Which companies use Hadoop for analyzing big data?  How big are their clusters?  I thought it would be fun to compare companies by the size of their Hadoop installations.  The size would indicate the company’s investment in Hadoop, and subsequently their appetite to buy big data products and services from vendors, as well as their hiring needs to support their analytics infrastructure.  See the wordcloud visualization below.

Wordcloud of Companies by their Relative Hadoop Cluster Sizes, Number of Nodes, Dec. 2012

Wordcloud of Companies by their Relative Hadoop Cluster Sizes, Number of Nodes, Dec. 2012

Of the companies listed, Yahoo! has by far the most number of nodes in its massive Hadoop clusters at over 42,000 nodes as of July 2011.  Facebook, however, may have the largest publicized Hadoop data size, although it runs at 2,000 nodes as of July 2011, far less than Yahoo, but still a massive cluster nevertheless.  LinkedIn is getting up there in node count also, as well as a few others like Quantcast.  Many of the smaller companies on the list run their Hadoop clusters in the cloud, as with Amazon EC2 for example, and thus can scale up quickly as needed.  For our sharp-eyed readers, as to why a few notable companies are missing from this list, see further below.

Methodology

As the basis of the source data, I used the Apache Hadoop Wiki “Powered By Hadoop” page last updated December 20, 2012.  The entries on that wiki page were put forward by the respective companies and might not contain the latest information.  If anyone knows of a better data source, please let me know and I’ll update this visualization.  I did get other information about the sizes of Yahoo!’s and Facebook’s Hadoop clusters, which I used instead, for those specific data points.  Given the fast growth of big data adoption in internet companies, we’ll likely see rapid shifts in the leaderboard in the next year or so.

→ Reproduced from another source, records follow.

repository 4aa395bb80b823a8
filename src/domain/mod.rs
//! Domain models - core counting types and venue records
//!
//! This module contains the canonical data types used throughout the system:
//! - `Detection` / `DetectionFrame` - per-frame tracker output
//! - `DoorLine`, `Side`, `Orientation` - line geometry and classification
//! - `CrossingEvent`, `CountState` - counting results
//! - `OccupancyLogEntry` and venue record helpers - persisted venue data

pub mod types;
pub mod venue;
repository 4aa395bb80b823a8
//! Infrastructure - configuration and metrics
//!
//! This module contains infrastructure concerns:
//! - `config` - Application configuration (TOML loading, defaults)
//! - `metrics` - Lock-free metrics collection

pub mod config;
pub mod metrics;

// Re-export commonly used types
pub use config::Config;
pub use metrics::Metrics;
//! Integration tests for configuration loading

use occupancy_counter::infra::Config;
use std::io::Write;
use tempfile::NamedTempFile;

#[test]
fn test_load_config_from_file() {
    let mut temp_file = NamedTempFile::new().unwrap();

    let config_content = r#"
[venue]
name = "NİLBEL 29 Ekim Kafe"
store_path = "/var/lib/occupancy/data.json"
default_max_capacity = 120
initial_occupancy = 12

[calibration]
frame_threshold = 90
frame_width = 1920
frame_height = 1080

[occupancy_log]
interval_secs = 300

[tracks]
stale_after_frames = 150

[metrics]
interval_secs = 15

[egress]
crossings_file = "logs/crossings.jsonl"
"#;

    temp_file.write_all(config_content.as_bytes()).unwrap();
    temp_file.flush().unwrap();

    let config = Config::from_file(temp_file.path()).unwrap();

    assert_eq!(config.venue_name(), "NİLBEL 29 Ekim Kafe");
    assert_eq!(config.store_path(), "/var/lib/occupancy/data.json");
    assert_eq!(config.default_max_capacity(), 120);
    assert_eq!(config.initial_occupancy(), 12);
    assert_eq!(config.calibration_frame_threshold(), 90);
    assert_eq!(config.frame_width(), 1920);
    assert_eq!(config.frame_height(), 1080);
    assert_eq!(config.log_interval_secs(), 300);
    assert_eq!(config.stale_after_frames(), 150);
    assert_eq!(config.metrics_interval_secs(), 15);
    assert_eq!(config.crossings_file(), Some("logs/crossings.jsonl"));
    assert_eq!(config.config_file(), temp_file.path().display().to_string());
}

#[test]
fn test_load_from_path_fallback() {
    let config = Config::load_from_path("/nonexistent/config.toml");
    assert_eq!(config.calibration_frame_threshold(), 60);
    assert_eq!(config.log_interval_secs(), 120);
    assert_eq!(config.default_max_capacity(), 80);
    assert_eq!(config.config_file(), "default");
}

#[test]
fn test_load_from_path_invalid_falls_back() {
    let mut temp_file = NamedTempFile::new().unwrap();
    temp_file.write_all(b"[calibration]\nframe_threshold = \"sixty\"\n").unwrap();
    temp_file.flush().unwrap();

    assert!(Config::from_file(temp_file.path()).is_err());

    let config = Config::load_from_path(temp_file.path());
    assert_eq!(config.calibration_frame_threshold(), 60);
}

#[test]
fn test_load_uses_explicit_config_flag() {
    let mut temp_file = NamedTempFile::new().unwrap();
    temp_file.write_all(b"[venue]\nname = \"Flag Kafe\"\n").unwrap();
    temp_file.flush().unwrap();

    let path = temp_file.path().to_str().unwrap();
    let config = Config::load(Some(path));
    assert_eq!(config.venue_name(), "Flag Kafe");
    assert_eq!(config.config_file(), path);
}
//! Shared types for the occupancy counter

use serde::{Deserialize, Serialize};
use std::time::{SystemTime, UNIX_EPOCH};

/// Get current epoch milliseconds
#[inline]
pub fn epoch_ms() -> u64 {
    SystemTime::now().duration_since(UNIX_EPOCH).unwrap_or_default().as_millis() as u64
}

/// Newtype wrapper for detector-assigned track IDs
#[derive(Debug, Clone, Copy, PartialEq, Eq, Hash, PartialOrd, Ord, Serialize, Deserialize)]
#[repr(transparent)]
pub struct TrackId(pub i64);

impl std::fmt::Display for TrackId {
    fn fmt(&self, f: &mut std::fmt::Formatter<'_>) -> std::fmt::Result {
        write!(f, "{}", self.0)
    }
}

/// Integer pixel coordinate of a track centroid
#[derive(Debug, Clone, Copy, PartialEq, Eq, Serialize, Deserialize)]
pub struct Point {
    pub x: i32,
    pub y: i32,
}

impl Point {
    #[inline]
    pub const fn new(x: i32, y: i32) -> Self {
        Self { x, y }
    }
}

/// A single tracked detection as delivered by the detector
#[derive(Debug, Clone, PartialEq, Deserialize)]
pub struct Detection {
    pub track_id: TrackId,
    /// Bounding box as [x1, y1, x2, y2] in pixels
    pub bbox: [f64; 4],
}

impl Detection {
    /// Centroid of the bounding box, rounded to the nearest pixel
    pub fn centroid(&self) -> Point {
        let [x1, y1, x2, y2] = self.bbox;
        Point::new(((x1 + x2) / 2.0).round() as i32, ((y1 + y2) / 2.0).round() as i32)
    }
}

/// All detections for one video frame
#[derive(Debug, Clone, Default, Deserialize)]
pub struct DetectionFrame {
    /// Frame number as reported by the producer (informational only)
    #[serde(default)]
    pub frame: Option<u64>,
    #[serde(default)]
    pub detections: Vec<Detection>,
}

/// Orientation of the door line in image space
#[derive(Debug, Clone, Copy, PartialEq, Eq, Serialize)]
#[serde(rename_all = "lowercase")]
pub enum Orientation {
    /// Line runs left to right; people cross it moving vertically
    Horizontal,
    /// Line runs top to bottom; people cross it moving horizontally
    Vertical,
}

impl Orientation {
    pub fn as_str(&self) -> &'static str {
        match self {
            Orientation::Horizontal => "horizontal",
            Orientation::Vertical => "vertical",
        }
    }
}

/// Which side of the door line a position lies on
#[derive(Debug, Clone, Copy, PartialEq, Eq, Hash)]
pub enum Side {
    Up,
    Down,
    Left,
    Right,
}

impl Side {
    pub fn as_str(&self) -> &'static str {
        match self {
            Side::Up => "up",
            Side::Down => "down",
            Side::Left => "left",
            Side::Right => "right",
        }
    }

    /// Direction of a transition from `self` to `to`, if the two sides are
    /// opposite sides of the same line orientation.
    pub fn transition_to(self, to: Side) -> Option<CrossingDirection> {
        match (self, to) {
            (Side::Up, Side::Down) | (Side::Left, Side::Right) => Some(CrossingDirection::Entering),
            (Side::Down, Side::Up) | (Side::Right, Side::Left) => Some(CrossingDirection::Exiting),
            _ => None,
        }
    }
}

/// Calibrated door line. Immutable once calibration completes.
#[derive(Debug, Clone, Copy, PartialEq, Eq, Serialize)]
pub struct DoorLine {
    pub orientation: Orientation,
    /// Pixel coordinate on the axis perpendicular to the line
    pub position: i32,
}

impl DoorLine {
    pub const fn new(orientation: Orientation, position: i32) -> Self {
        Self { orientation, position }
    }

    /// Classify a position against this line
    ///
    /// Coordinates strictly below the line position map to Up/Left,
    /// everything else to Down/Right.
    #[inline]
    pub fn classify(&self, p: Point) -> Side {
        match self.orientation {
            Orientation::Horizontal if p.y < self.position => Side::Up,
            Orientation::Horizontal => Side::Down,
            Orientation::Vertical if p.x < self.position => Side::Left,
            Orientation::Vertical => Side::Right,
        }
    }
}

impl std::fmt::Display for DoorLine {
    fn fmt(&self, f: &mut std::fmt::Formatter<'_>) -> std::fmt::Result {
        write!(f, "{}@{}", self.orientation.as_str(), self.position)
    }
}

#[derive(Debug, Clone, Copy, PartialEq, Eq, Serialize)]
#[serde(rename_all = "lowercase")]
pub enum CrossingDirection {
    Entering,
    Exiting,
}

impl CrossingDirection {
    pub fn as_str(&self) -> &'static str {
        match self {
            CrossingDirection::Entering => "entering",
            CrossingDirection::Exiting => "exiting",
        }
    }
}

/// Where a crossing was detected
#[derive(Debug, Clone, Copy, PartialEq, Eq, Serialize)]
#[serde(rename_all = "lowercase")]
pub enum CrossingSource {
    /// Observed transition between two consecutive live sightings
    Live,
    /// Net transition across the calibration window
    Reconciled,
}

impl CrossingSource {
    pub fn as_str(&self) -> &'static str {
        match self {
            CrossingSource::Live => "live",
            CrossingSource::Reconciled => "reconciled",
        }
    }
}

#[derive(Debug, Clone, Copy, PartialEq, Eq)]
pub struct CrossingEvent {
    pub track_id: TrackId,
    pub direction: CrossingDirection,
    pub source: CrossingSource,
}

/// Running in/out counters
///
/// `current_count` starts from an external baseline and is allowed to go
/// negative when more exits than entries are observed.
#[derive(Debug, Clone, Copy, Default, PartialEq, Eq, Serialize)]
pub struct CountState {
    pub count_in: u64,
    pub count_out: u64,
    pub current_count: i64,
}

impl CountState {
    pub fn with_baseline(current_count: i64) -> Self {
        Self { count_in: 0, count_out: 0, current_count }
    }

    #[inline]
    pub fn apply(&mut self, direction: CrossingDirection) {
        match direction {
            CrossingDirection::Entering => {
                self.count_in += 1;
                self.current_count += 1;
            }
            CrossingDirection::Exiting => {
                self.count_out += 1;
                self.current_count -= 1;
            }
        }
    }
}

#[cfg(test)]
mod tests {
    use super::*;

    #[test]
    fn test_centroid_rounds_to_nearest_pixel() {
        let det = Detection { track_id: TrackId(1), bbox: [10.0, 20.0, 21.0, 31.0] };
        // (10 + 21) / 2 = 15.5 -> 16, (20 + 31) / 2 = 25.5 -> 26
        assert_eq!(det.centroid(), Point::new(16, 26));

        let det = Detection { track_id: TrackId(1), bbox: [0.0, 0.0, 10.4, 10.6] };
        assert_eq!(det.centroid(), Point::new(5, 5));
    }

    #[test]
    fn test_classify_horizontal() {
        let line = DoorLine::new(Orientation::Horizontal, 100);
        assert_eq!(line.classify(Point::new(500, 99)), Side::Up);
        assert_eq!(line.classify(Point::new(500, 100)), Side::Down);
        assert_eq!(line.classify(Point::new(0, 300)), Side::Down);
    }

    #[test]
    fn test_classify_vertical() {
        let line = DoorLine::new(Orientation::Vertical, 320);
        assert_eq!(line.classify(Point::new(319, 0)), Side::Left);
        assert_eq!(line.classify(Point::new(320, 0)), Side::Right);
    }

    #[test]
    fn test_transition_directions() {
        assert_eq!(Side::Up.transition_to(Side::Down), Some(CrossingDirection::Entering));
        assert_eq!(Side::Left.transition_to(Side::Right), Some(CrossingDirection::Entering));
        assert_eq!(Side::Down.transition_to(Side::Up), Some(CrossingDirection::Exiting));
        assert_eq!(Side::Right.transition_to(Side::Left), Some(CrossingDirection::Exiting));
        assert_eq!(Side::Up.transition_to(Side::Up), None);
        assert_eq!(Side::Up.transition_to(Side::Left), None);
        assert_eq!(Side::Right.transition_to(Side::Down), None);
    }

    #[test]
    fn test_count_state_may_go_negative() {
        let mut counts = CountState::with_baseline(0);
        counts.apply(CrossingDirection::Exiting);
        assert_eq!(counts.current_count, -1);
        assert_eq!(counts.count_out, 1);
        assert_eq!(counts.count_in, 0);
    }

    #[test]
    fn test_detection_frame_defaults() {
        let frame: DetectionFrame = serde_json::from_str("{}").unwrap();
        assert!(frame.frame.is_none());
        assert!(frame.detections.is_empty());
    }
}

Sizes are hard to compare without a standard unit of measure.  I compared the cluster sizes by nodes, instead of data volume size (up to Petabytes!) or CPU cores.  If the company didn’t indicate the number of nodes, I made some assumptions.  I considered one server to be the same as one node, regardless of the number of CPU cores.  I assume a typical node to be a quad-core server, so for example, I will assume Quantcast’s 3000 core installation is equivalent to 750 nodes.  If the company listed a range of sizes, then I used the higher end of the range.

Other Companies

Notably, there are some well-known companies like Google and Walmart which were not listed here.  Google uses its own proprietary version of MapReduce and Google File System instead of the open-source Hadoop. Additionally, Google keeps its data center architecture a closely held secret, but occasionally journalists get a glimpse of the behind-the-scenes and take a guess at the full size of its infrastructure.  As for other companies, they did not disclose their Hadoop cluster sizes on the Apache Hadoop Wiki either.  For all the companies in this visualization, see the appendix below.

See Also

Additionally, see the Top Big Data Companies Using Hadoop for a more thorough list of companies.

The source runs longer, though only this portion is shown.